Task goal:
Which lines below hold the word "status"? Copy all of them.

(Records drawn from a dataset)
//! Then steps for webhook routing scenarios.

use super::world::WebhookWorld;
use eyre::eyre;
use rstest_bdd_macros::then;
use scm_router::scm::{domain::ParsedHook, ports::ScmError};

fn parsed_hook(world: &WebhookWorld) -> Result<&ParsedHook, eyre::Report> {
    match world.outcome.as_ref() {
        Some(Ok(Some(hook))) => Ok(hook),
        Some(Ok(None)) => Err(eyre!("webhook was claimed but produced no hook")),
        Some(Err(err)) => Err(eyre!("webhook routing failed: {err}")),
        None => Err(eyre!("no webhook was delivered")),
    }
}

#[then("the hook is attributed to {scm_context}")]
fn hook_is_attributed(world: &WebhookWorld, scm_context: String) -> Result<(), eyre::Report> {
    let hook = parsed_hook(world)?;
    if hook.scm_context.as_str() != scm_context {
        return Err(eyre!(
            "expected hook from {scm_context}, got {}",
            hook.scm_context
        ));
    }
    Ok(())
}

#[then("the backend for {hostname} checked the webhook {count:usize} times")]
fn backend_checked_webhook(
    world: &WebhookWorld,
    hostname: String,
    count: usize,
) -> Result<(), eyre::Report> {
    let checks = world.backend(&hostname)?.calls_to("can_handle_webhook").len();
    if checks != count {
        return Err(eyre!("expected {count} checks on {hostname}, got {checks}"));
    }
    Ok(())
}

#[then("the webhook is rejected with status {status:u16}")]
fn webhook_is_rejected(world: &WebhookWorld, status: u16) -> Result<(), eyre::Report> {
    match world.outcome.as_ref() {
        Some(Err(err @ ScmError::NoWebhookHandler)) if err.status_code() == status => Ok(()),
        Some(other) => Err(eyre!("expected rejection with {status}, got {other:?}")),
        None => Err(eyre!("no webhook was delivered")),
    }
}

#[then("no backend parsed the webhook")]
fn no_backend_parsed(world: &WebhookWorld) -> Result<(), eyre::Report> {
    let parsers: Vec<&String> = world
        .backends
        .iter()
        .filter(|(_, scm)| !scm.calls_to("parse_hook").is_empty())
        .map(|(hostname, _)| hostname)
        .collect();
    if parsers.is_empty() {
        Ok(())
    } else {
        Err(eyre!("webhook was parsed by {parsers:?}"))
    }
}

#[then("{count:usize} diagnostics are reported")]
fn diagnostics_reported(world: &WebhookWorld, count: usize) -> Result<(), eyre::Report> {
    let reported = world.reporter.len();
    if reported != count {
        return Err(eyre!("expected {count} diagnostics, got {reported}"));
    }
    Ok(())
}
---
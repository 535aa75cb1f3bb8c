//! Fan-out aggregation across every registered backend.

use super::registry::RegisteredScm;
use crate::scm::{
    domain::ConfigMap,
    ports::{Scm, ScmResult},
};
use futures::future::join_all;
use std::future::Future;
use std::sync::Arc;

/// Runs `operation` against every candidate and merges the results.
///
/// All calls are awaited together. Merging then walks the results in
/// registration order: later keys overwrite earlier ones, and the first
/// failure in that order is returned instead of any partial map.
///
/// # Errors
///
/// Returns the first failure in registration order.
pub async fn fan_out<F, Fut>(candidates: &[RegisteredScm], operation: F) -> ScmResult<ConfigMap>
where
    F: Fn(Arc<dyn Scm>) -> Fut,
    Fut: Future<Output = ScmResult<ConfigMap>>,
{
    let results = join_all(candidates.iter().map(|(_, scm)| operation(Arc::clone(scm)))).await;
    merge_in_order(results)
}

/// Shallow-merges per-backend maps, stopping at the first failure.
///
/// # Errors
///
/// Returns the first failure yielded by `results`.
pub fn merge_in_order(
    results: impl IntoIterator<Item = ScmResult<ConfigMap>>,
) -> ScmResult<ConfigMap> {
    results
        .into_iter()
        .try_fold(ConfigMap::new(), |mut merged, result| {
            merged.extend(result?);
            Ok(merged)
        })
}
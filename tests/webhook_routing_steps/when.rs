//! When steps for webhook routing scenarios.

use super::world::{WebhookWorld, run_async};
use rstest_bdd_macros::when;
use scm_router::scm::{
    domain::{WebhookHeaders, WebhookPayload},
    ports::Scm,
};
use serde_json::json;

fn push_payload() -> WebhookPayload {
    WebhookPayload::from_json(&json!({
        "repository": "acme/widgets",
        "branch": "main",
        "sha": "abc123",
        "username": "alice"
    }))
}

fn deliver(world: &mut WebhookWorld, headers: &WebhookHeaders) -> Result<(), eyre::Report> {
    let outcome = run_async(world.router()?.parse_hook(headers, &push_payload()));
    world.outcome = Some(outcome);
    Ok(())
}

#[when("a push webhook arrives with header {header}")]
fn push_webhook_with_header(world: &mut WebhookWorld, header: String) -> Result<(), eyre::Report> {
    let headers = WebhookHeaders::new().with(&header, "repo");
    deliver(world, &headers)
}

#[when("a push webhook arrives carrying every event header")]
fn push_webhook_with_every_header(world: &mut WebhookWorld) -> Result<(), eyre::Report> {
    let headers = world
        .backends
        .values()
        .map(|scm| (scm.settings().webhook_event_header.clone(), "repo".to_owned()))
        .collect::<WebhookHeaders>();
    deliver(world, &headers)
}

Exercise answer:
#[then("the webhook is rejected with status {status:u16}")]
fn webhook_is_rejected(world: &WebhookWorld, status: u16) -> Result<(), eyre::Report> {
        Some(Err(err @ ScmError::NoWebhookHandler)) if err.status_code() == status => Ok(()),
        Some(other) => Err(eyre!("expected rejection with {status}, got {other:?}")),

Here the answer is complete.